The Wisdom of White Light
When a beam of white light passes through a prism, something remarkable happens. What appeared simple and singular suddenly reveals itself as a spectrum — red, orange, yellow, green, blue, indigo, and violet. The light was never empty or pure in the way we often imagine purity. It was always full. The colors were always there, quietly contained within it.
The prism does not create the colors. It simply reveals what already exists.
Human emotion works much the same way.
We often divide emotions into categories: good and bad, positive and negative, acceptable and unacceptable. We celebrate joy but resist grief. We welcome calm but fear anger. We try to hold onto happiness while pushing away anxiety or sorrow, as if emotional health means experiencing only certain colors of the spectrum.
But what if our emotional life is more like white light?
White light contains every color without conflict. It does not reject red for being intense or blue for being heavy. Each wavelength belongs. Each frequency contributes to the wholeness of the light itself.
In the same way, our emotional range contains every nuanced feeling necessary for a fully human life.
Love — the emotional equivalent of white light — is not the absence of difficult emotions.
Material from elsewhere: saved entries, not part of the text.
//! In-place provenance stamping of existing derivatives.
//!
//! A file that already carries the configured copyright is left alone.
//! Anything else is remuxed with the provenance tags into a staging file next
//! to it, verified with the same rules as a derivation, and only then renamed
//! over the original. The original is never touched when stamping fails.

use std::path::{Path, PathBuf};
use std::sync::Arc;

use af_av::probe::{format_tag_args, parse_tag_value};
use af_av::Workspace;
use af_core::config::MetadataConfig;
use af_core::Config;

use crate::guard::check_tag;
use crate::invoker::{CommandRunner, ProcessInvoker};
use crate::orchestrator::{run_bounded, RunSummary};
use crate::plan::CommandSpec;
use crate::sink::ErrorSink;

/// Tag compared against the configured copyright to detect stamped files.
pub const STAMP_TAG: &str = "copyright";

/// Result of stamping one file.
#[derive(Debug, Clone, Copy, PartialEq, Eq)]
pub enum StampOutcome {
    AlreadyStamped,
    Stamped,
    Missing,
    Failed,
}

impl StampOutcome {
    fn tally(self) -> RunSummary {
        let mut t = RunSummary::default();
        match self {
            StampOutcome::AlreadyStamped => t.skipped = 1,
            StampOutcome::Stamped => t.succeeded = 1,
            StampOutcome::Missing => t.missing_sources = 1,
            StampOutcome::Failed => t.failed = 1,
        }
        t
    }
}

/// Stamps provenance tags onto existing media files.
#[derive(Clone)]
pub struct Stamper {
    ffmpeg: PathBuf,
    ffprobe: PathBuf,
    metadata: MetadataConfig,
    invoker: ProcessInvoker,
    workers: usize,
}

impl Stamper {
    pub fn new(
        config: &Config,
        ffmpeg: impl Into<PathBuf>,
        ffprobe: impl Into<PathBuf>,
        runner: Arc<dyn CommandRunner>,
        sink: Arc<ErrorSink>,
    ) -> Self {
        Self {
            ffmpeg: ffmpeg.into(),
            ffprobe: ffprobe.into(),
            metadata: config.metadata.clone(),
            invoker: ProcessInvoker::new(runner, sink),
            workers: config.derive.workers(),
        }
    }

    /// Remux `file` into `staging` with every stream copied and the
    /// provenance tags applied.
    pub fn stamp_command(&self, file: &Path, staging: &Path) -> CommandSpec {
        CommandSpec {
            tool: self.ffmpeg.clone(),
            codec_args: ["-c", "copy", "-map", "0"].iter().map(|s| s.to_string()).collect(),
            source: file.to_path_buf(),
            destination: staging.to_path_buf(),
            metadata: self.metadata.fields(),
        }
    }

    /// Current value of the stamp tag. A probe that cannot run or fails
    /// reads as untagged.
    async fn current_tag(&self, file: &Path) -> String {
        let args = format_tag_args(STAMP_TAG, file);
        match self.invoker.runner().run(&self.ffprobe, &args).await {
            Ok(out) if out.success() => parse_tag_value(&out.stdout),
            Ok(out) => {
                tracing::debug!("Probe of {} exited with {:?}", file.display(), out.exit_code);
                String::new()
            }
            Err(e) => {
                tracing::debug!("Probe of {} failed: {e}", file.display());
                String::new()
            }
        }
    }

    /// Stamp one file.
    pub async fn stamp_file(&self, file: &Path) -> StampOutcome {
        if !file.is_file() {
            tracing::info!("[SKIP] {}", af_core::Error::SourceMissing { path: file.to_path_buf() });
            return StampOutcome::Missing;
        }

        let current = self.current_tag(file).await;
        if check_tag(&current, &self.metadata.copyright).should_skip() {
            tracing::info!("[OK] already stamped: {}", file.display());
            return StampOutcome::AlreadyStamped;
        }

        let workspace = match Workspace::beside(file) {
            Ok(ws) => ws,
            Err(e) => {
                self.invoker
                    .sink()
                    .record(format!("[ERROR] Stamp failed for {}: {e}", file.display()));
                return StampOutcome::Failed;
            }
        };

        // A staging file left by an interrupted run would make `-n` refuse.
        if workspace.output().exists() {
            tracing::warn!("Removing stale staging file {}", workspace.output().display());
            if let Err(e) = std::fs::remove_file(workspace.output()) {
                self.invoker.sink().record(format!(
                    "[ERROR] Stamp failed for {}: cannot remove {}: {e}",
                    file.display(),
                    workspace.output().display()
                ));
                return StampOutcome::Failed;
            }
        }

        let spec = self.stamp_command(file, workspace.output());
        if !self.invoker.run(&spec, "Stamp").await {
            return StampOutcome::Failed;
        }

        match workspace.finalize() {
            Ok(path) => {
                tracing::info!("[DONE] Stamped {}", path.display());
                StampOutcome::Stamped
            }
            Err(e) => {
                self.invoker
                    .sink()
                    .record(format!("[ERROR] Stamp failed for {}: {e}", file.display()));
                StampOutcome::Failed
            }
        }
    }

    /// Stamp every file across the bounded worker pool.
    pub async fn run(&self, files: Vec<PathBuf>) -> RunSummary {
        if self.metadata.fields().is_empty() {
            tracing::warn!("No metadata configured; nothing to stamp");
            return RunSummary {
                entries: files.len(),
                skipped: files.len(),
                ..RunSummary::default()
            };
        }

        tracing::info!("Stamping {} files ({} workers)", files.len(), self.workers);
        let stamper = self.clone();
        let summary = run_bounded(
            files,
            self.workers,
            self.invoker.sink(),
            |file| file.display().to_string(),
            move |file| {
                let stamper = stamper.clone();
                async move { stamper.stamp_file(&file).await.tally() }
            },
        )
        .await;
        tracing::info!("Stamping complete: {summary}");
        summary
    }
}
It is the source from which they arise.
Grief exists because we care deeply about what we have known and loved. We grieve only what matters. Without love, grief would not exist.
Fear emerges because something precious feels threatened. It sharpens awareness and prepares us to protect what we value.
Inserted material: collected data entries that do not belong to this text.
//! Process invocation and output verification.
//!
//! [`ProcessInvoker::invoke`] runs one [`CommandSpec`] and records what
//! happened; [`verify`] decides whether that counts as success and removes
//! any artifact a failed run left behind. Nothing in here returns an error to
//! the worker pool: every failure becomes exactly one [`ErrorSink`] record and
//! a `false`.

use std::path::Path;
use std::sync::Arc;
use std::time::Duration;

use af_av::{ToolCommand, ToolOutput};
use async_trait::async_trait;
use serde::Serialize;

use crate::plan::CommandSpec;
use crate::sink::ErrorSink;

/// Characters of the diagnostic stream kept for triage.
pub const DIAGNOSTIC_TAIL_CHARS: usize = 600;

/// Seam between the pipeline and real processes.
#[async_trait]
pub trait CommandRunner: Send + Sync {
    /// Run `program` with `args` to completion.
    ///
    /// A non-zero exit is a normal `Ok` result; `Err` is reserved for the
    /// process not running at all (missing binary, timeout).
    async fn run(&self, program: &Path, args: &[String]) -> af_core::Result<ToolOutput>;
}

/// Runs commands as child processes through [`ToolCommand`].
#[derive(Debug, Clone, Default)]
pub struct ToolRunner {
    timeout: Option<Duration>,
}

impl ToolRunner {
    pub fn new(timeout: Option<Duration>) -> Self {
        Self { timeout }
    }
}

#[async_trait]
impl CommandRunner for ToolRunner {
    async fn run(&self, program: &Path, args: &[String]) -> af_core::Result<ToolOutput> {
        ToolCommand::new(program.to_path_buf())
            .args(args.iter().cloned())
            .timeout(self.timeout)
            .execute()
            .await
    }
}

/// What one invocation produced.
#[derive(Debug, Clone, PartialEq, Eq, Serialize)]
pub struct ProcessOutcome {
    /// Exit code; `None` when the process was killed or never ran.
    pub exit_code: Option<i32>,
    /// Bounded tail of stderr.
    pub diagnostic_tail: String,
    pub output_exists: bool,
    pub output_size: u64,
    /// The output was already on disk before the invocation started.
    pub preexisting: bool,
    /// Set when the process could not be run at all.
    pub fault: Option<String>,
}

/// Last `max_chars` characters of `stream`, trailing whitespace removed.
pub fn diagnostic_tail(stream: &str, max_chars: usize) -> String {
    let trimmed = stream.trim_end();
    let total = trimmed.chars().count();
    if total <= max_chars {
        trimmed.to_string()
    } else {
        trimmed.chars().skip(total - max_chars).collect()
    }
}

/// Apply the verification rules to `outcome`, deleting a bad artifact.
///
/// In order: a fault or non-zero exit fails and removes any output; a zero
/// exit without output fails; a zero-byte output fails and is removed.
/// Outputs that predate the invocation are never removed.
///
/// # Errors
///
/// [`af_core::Error::UnexpectedFault`], [`af_core::Error::InvocationFailed`]
/// or [`af_core::Error::OutputAnomalous`] describing the failure.
pub fn verify(outcome: &ProcessOutcome, output: &Path, tool: &str) -> af_core::Result<()> {
    if let Some(fault) = &outcome.fault {
        remove_artifact(outcome, output);
        return Err(af_core::Error::UnexpectedFault(fault.clone()));
    }

    if outcome.exit_code != Some(0) {
        remove_artifact(outcome, output);
        return Err(af_core::Error::InvocationFailed {
            tool: tool.to_string(),
            code: outcome.exit_code,
            tail: outcome.diagnostic_tail.clone(),
        });
    }

    if !outcome.output_exists {
        return Err(af_core::Error::anomalous(
            output,
            "missing output despite successful exit",
        ));
    }

    if outcome.output_size == 0 {
        remove_artifact(outcome, output);
        return Err(af_core::Error::anomalous(output, "zero-byte output"));
    }

    Ok(())
}

fn remove_artifact(outcome: &ProcessOutcome, output: &Path) {
    if outcome.preexisting || !output.exists() {
        return;
    }
    match std::fs::remove_file(output) {
        Ok(()) => tracing::debug!("Removed failed output {}", output.display()),
        Err(e) => tracing::warn!("Failed to remove {}: {e}", output.display()),
    }
}

/// Runs commands and turns their outcomes into success or a logged failure.
#[derive(Clone)]
pub struct ProcessInvoker {
    runner: Arc<dyn CommandRunner>,
    sink: Arc<ErrorSink>,
}

impl ProcessInvoker {
    pub fn new(runner: Arc<dyn CommandRunner>, sink: Arc<ErrorSink>) -> Self {
        Self { runner, sink }
    }

    pub fn sink(&self) -> &Arc<ErrorSink> {
        &self.sink
    }

    pub fn runner(&self) -> &Arc<dyn CommandRunner> {
        &self.runner
    }

    /// Run `spec` and capture exit, diagnostics and output state.
    pub async fn invoke(&self, spec: &CommandSpec) -> ProcessOutcome {
        let preexisting = spec.destination.exists();
        let args = spec.to_args();
        tracing::debug!("{} args: {:?}", spec.tool_name(), args);

        let (exit_code, diagnostic_tail, fault) = match self.runner.run(&spec.tool, &args).await {
            Ok(out) => (
                out.exit_code,
                diagnostic_tail(&out.stderr, DIAGNOSTIC_TAIL_CHARS),
                None,
            ),
            Err(e) => (None, String::new(), Some(e.to_string())),
        };

        let (output_exists, output_size) = match std::fs::metadata(&spec.destination) {
            Ok(meta) => (true, meta.len()),
            Err(_) => (false, 0),
        };

        ProcessOutcome {
            exit_code,
            diagnostic_tail,
            output_exists,
            output_size,
            preexisting,
            fault,
        }
    }

    /// Invoke, verify, and log a failure under `label`. Returns whether the
    /// output is good.
    pub async fn run(&self, spec: &CommandSpec, label: &str) -> bool {
        let outcome = self.invoke(spec).await;
        match verify(&outcome, &spec.destination, &spec.tool_name()) {
            Ok(()) => true,
            Err(e) => {
                self.sink.record(format!(
                    "[ERROR] {label} failed for {}: {e}",
                    spec.source.display()
                ));
                false
            }
        }
    }
}


#[cfg(test)]
mod tests {
    use super::testing::{Behavior, FakeRunner};
    use super::*;
    use std::path::PathBuf;

    fn spec(dir: &Path) -> CommandSpec {
        CommandSpec {
            tool: PathBuf::from("/usr/bin/ffmpeg"),
            codec_args: vec!["-c".into(), "copy".into()],
            source: dir.join("tape01.avi"),
            destination: dir.join("tape01_Master.mov"),
            metadata: vec![],
        }
    }

    fn invoker(runner: Arc<FakeRunner>) -> (ProcessInvoker, Arc<ErrorSink>) {
        let sink = Arc::new(ErrorSink::discard());
        (ProcessInvoker::new(runner, Arc::clone(&sink)), sink)
    }

    fn outcome(exit_code: Option<i32>, exists: bool, size: u64) -> ProcessOutcome {
        ProcessOutcome {
            exit_code,
            diagnostic_tail: String::new(),
            output_exists: exists,
            output_size: size,
            preexisting: false,
            fault: None,
        }
    }

    #[test]
    fn tail_keeps_last_chars() {
        let long = format!("{}END", "a".repeat(1000));
        let tail = diagnostic_tail(&long, DIAGNOSTIC_TAIL_CHARS);
        assert_eq!(tail.chars().count(), 600);
        assert!(tail.ends_with("END"));
        assert_eq!(diagnostic_tail("short\n\n", 600), "short");
    }

    #[test]
    fn tail_respects_char_boundaries() {
        let s = "é".repeat(700);
        assert_eq!(diagnostic_tail(&s, 600), "é".repeat(600));
    }

    #[test]
    fn verify_rule_order() {
        let dir = tempfile::tempdir().unwrap();
        let out = dir.path().join("x.mov");

        assert!(verify(&outcome(Some(0), true, 10), &out, "ffmpeg").is_ok());
        assert!(matches!(
            verify(&outcome(Some(1), true, 10), &out, "ffmpeg"),
            Err(af_core::Error::InvocationFailed { code: Some(1), .. })
        ));
        assert!(matches!(
            verify(&outcome(Some(0), false, 0), &out, "ffmpeg"),
            Err(af_core::Error::OutputAnomalous { .. })
        ));
        assert!(matches!(
            verify(&outcome(Some(0), true, 0), &out, "ffmpeg"),
            Err(af_core::Error::OutputAnomalous { .. })
        ));
        assert!(matches!(
            verify(&outcome(None, false, 0), &out, "ffmpeg"),
            Err(af_core::Error::InvocationFailed { code: None, .. })
        ));
    }

    #[test]
    fn verify_never_removes_preexisting_output() {
        let dir = tempfile::tempdir().unwrap();
        let out = dir.path().join("x.mov");
        std::fs::write(&out, b"good master").unwrap();

        let mut o = outcome(Some(1), true, 11);
        o.preexisting = true;
        assert!(verify(&o, &out, "ffmpeg").is_err());
        assert!(out.exists());
    }

    #[tokio::test]
    async fn success_keeps_output_and_logs_nothing() {
        let dir = tempfile::tempdir().unwrap();
        let (inv, sink) = invoker(FakeRunner::new(Behavior::Succeed));
        let spec = spec(dir.path());

        assert!(inv.run(&spec, "Master").await);
        assert!(spec.destination.exists());
        assert_eq!(sink.records(), 0);
    }

    #[tokio::test]
    async fn failure_removes_output_and_logs_once() {
        let dir = tempfile::tempdir().unwrap();
        let (inv, sink) = invoker(FakeRunner::new(Behavior::FailWithPartial));
        let spec = spec(dir.path());

        let outcome = inv.invoke(&spec).await;
        assert_eq!(outcome.exit_code, Some(1));
        assert!(outcome.output_exists);
        assert!(outcome.diagnostic_tail.contains("Error while decoding"));
        std::fs::remove_file(&spec.destination).unwrap();

        assert!(!inv.run(&spec, "Master").await);
        assert!(!spec.destination.exists());
        assert_eq!(sink.records(), 1);
    }

    #[tokio::test]
    async fn zero_byte_output_is_a_failure() {
        let dir = tempfile::tempdir().unwrap();
        let (inv, sink) = invoker(FakeRunner::new(Behavior::SucceedEmpty));
        let spec = spec(dir.path());

        assert!(!inv.run(&spec, "Proxy").await);
        assert!(!spec.destination.exists());
        assert_eq!(sink.records(), 1);
    }

    #[tokio::test]
    async fn missing_output_despite_success_is_a_failure() {
        let dir = tempfile::tempdir().unwrap();
        let (inv, sink) = invoker(FakeRunner::new(Behavior::SucceedWithoutOutput));

        assert!(!inv.run(&spec(dir.path()), "Proxy").await);
        assert_eq!(sink.records(), 1);
    }

    #[tokio::test]
    async fn missing_tool_is_contained() {
        let dir = tempfile::tempdir().unwrap();
        let (inv, sink) = invoker(FakeRunner::new(Behavior::Missing));
        let spec = spec(dir.path());

        let outcome = inv.invoke(&spec).await;
        assert!(outcome.fault.is_some());
        assert!(!inv.run(&spec, "Master").await);
        assert_eq!(sink.records(), 1);
    }

    #[cfg(unix)]
    #[tokio::test]
    async fn tool_runner_runs_real_processes() {
        let runner = ToolRunner::new(Some(Duration::from_secs(10)));
        let out = runner
            .run(Path::new("sh"), &["-c".to_string(), "echo err >&2; exit 2".to_string()])
            .await
            .unwrap();
        assert_eq!(out.exit_code, Some(2));
        assert_eq!(out.stderr.trim(), "err");
    }
}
Anger, often misunderstood, is not merely destructive; it is protective energy. It mobilizes us to defend ourselves or those we love when boundaries are crossed or danger appears.
Even sadness slows us down long enough to process change, loss, and meaning.
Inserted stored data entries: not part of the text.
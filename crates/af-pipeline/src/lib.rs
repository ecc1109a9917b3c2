//! # af-pipeline
//!
//! Derivative generation for catalogued video assets.
//!
//! This crate provides:
//!
//! - **Classification** ([`classify`]) -- named codec and scan categories
//!   with a conservative fallback.
//! - **[`Planner`]** -- pure decision logic: which derivatives an entry
//!   gets and with which argument vector.
//! - **Idempotency guard** ([`guard`]) -- existence and tag checks that turn
//!   a re-run into "complete what is missing".
//! - **[`ProcessInvoker`]** -- runs one command through a [`CommandRunner`],
//!   verifies the output, and removes anything malformed.
//! - **[`ErrorSink`]** -- serialized failure log shared by all workers.
//! - **[`Orchestrator`]** -- bounded worker pool over catalog entries.
//! - **[`Stamper`]** -- in-place provenance stamping of existing outputs.

pub mod classify;
pub mod guard;
pub mod invoker;
pub mod orchestrator;
pub mod plan;
pub mod sink;
pub mod stamp;

// Re-export key types at the crate root.
pub use guard::Decision;
pub use invoker::{CommandRunner, ProcessInvoker, ProcessOutcome, ToolRunner};
pub use orchestrator::{Orchestrator, RunSummary};
pub use plan::{CommandSpec, DerivativeKind, DerivativeTask, Planner, Strategy};
pub use sink::ErrorSink;
pub use stamp::Stamper;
These emotions are not flaws in our design. They are expressions of it.
Just as each color is a different vibration of the same light, each emotion may be understood as a different expression of the same underlying source: connection, care, and love.
White light has no argument with the colors contained within it. It does not try to eliminate parts of itself to remain whole. Its wholeness depends on their presence.
Perhaps there is something to learn here.
Much of human suffering comes not from feeling emotions, but from resisting them — from believing certain feelings should not exist within us. We attempt to live as though we could keep only the colors we prefer, forgetting that removing parts of the spectrum diminishes the light itself.
Emotional maturity may not mean controlling or eliminating emotions, but recognizing them as natural variations of the same life force moving through us.
When we allow the full spectrum, we do not become fragmented. We become integrated.
Like white light passing through a prism, life reveals the colors already present within us. And when we stop judging those colors, we begin to see something clearly:
The spectrum was never separate from the light. It was the light all along.